(Extracted data entries)
---*---

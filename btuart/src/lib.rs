//! # btuart
//!
//! A library for bringing up UART-attached TI CC256x Bluetooth controllers.
//!
//! Before a CC256x can be used by a Bluetooth host stack it has to be patched
//! with two vendor init scripts: the baseband service pack and the BLE
//! add-on. This crate provides:
//!
//! - H4 framed I/O that completes partial UART transfers and detects stalls
//! - Packed init-script decoding and TI `.bts` conversion
//! - The upload state machine with bounded event reception
//! - A driver object handed to the host stack once both images are loaded
//!
//! ## Features
//!
//! - `native` (default): Native serial port support via `serialport`
//!
//! ## Example
//!
//! ```rust,no_run
//! use btuart::{FirmwareImage, FirmwareLoader, FirmwareSet, NativePort, SerialConfig, image};
//!
//! fn main() -> Result<(), Box<dyn std::error::Error>> {
//!     let baseband = image::normalize(std::fs::read("TIInit_6.12.26.bts")?)?;
//!     let ble = image::normalize(std::fs::read("cc256x_ble.bin")?)?;
//!     let firmware = FirmwareSet::new(
//!         FirmwareImage::new("baseband", &baseband),
//!         FirmwareImage::new("ble", &ble),
//!     );
//!
//!     let mut port = NativePort::open(&SerialConfig::new("/dev/ttyUSB0", 115200))?;
//!     FirmwareLoader::new(&mut port).load_all(&firmware, &mut |name, done, total| {
//!         println!("{name}: {done}/{total}");
//!     })?;
//!
//!     Ok(())
//! }
//! ```

#![warn(missing_docs)]
#![warn(clippy::all)]

use std::sync::{Arc, OnceLock};

pub mod driver;
pub mod error;
pub mod image;
pub mod loader;
pub mod port;
pub mod protocol;

static INTERRUPT_CHECKER: OnceLock<Arc<dyn Fn() -> bool + Send + Sync>> = OnceLock::new();

/// Register a global interruption checker consulted between init-script records.
///
/// The checker should return `true` when the current upload should stop
/// (for example after receiving Ctrl-C in CLI applications). Only the first
/// registration takes effect.
pub fn set_interrupt_checker<F>(checker: F)
where
    F: Fn() -> bool + Send + Sync + 'static,
{
    let _ = INTERRUPT_CHECKER.set(Arc::new(checker));
}

/// Returns whether interruption was requested by the embedding application.
#[must_use]
pub fn is_interrupted_requested() -> bool {
    INTERRUPT_CHECKER
        .get()
        .is_some_and(|checker| checker())
}

// Re-exports for convenience
#[cfg(feature = "native")]
pub use port::{NativePort, NativePortEnumerator};
pub use {
    driver::{BtDriver, BtUartDriver, ControlRequest, DriverBuilder, HEADER_RESERVE, create},
    error::{Error, ErrorKind, Result},
    image::{FirmwareImage, ImageSummary, MIN_IMAGE_SIZE, Record, RecordInfo},
    loader::{FirmwareLoader, FirmwareSet, LoadReport, LoaderConfig},
    port::{DEFAULT_BAUD, FlowControl, Port, PortEnumerator, PortInfo, SerialConfig},
    protocol::{PacketType, ResponseBuffer, TransferConfig},
};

---*---

#### [Problem]
Although the records may continue, retype only the lines from the first one through the one containing "and the BLE", exactly as they appear.

#### [Answer box]
filename btuart/src/lib.rs
//! # btuart
//!
//! A library for bringing up UART-attached TI CC256x Bluetooth controllers.
//!
//! Before a CC256x can be used by a Bluetooth host stack it has to be patched
//! with two vendor init scripts: the baseband service pack and the BLE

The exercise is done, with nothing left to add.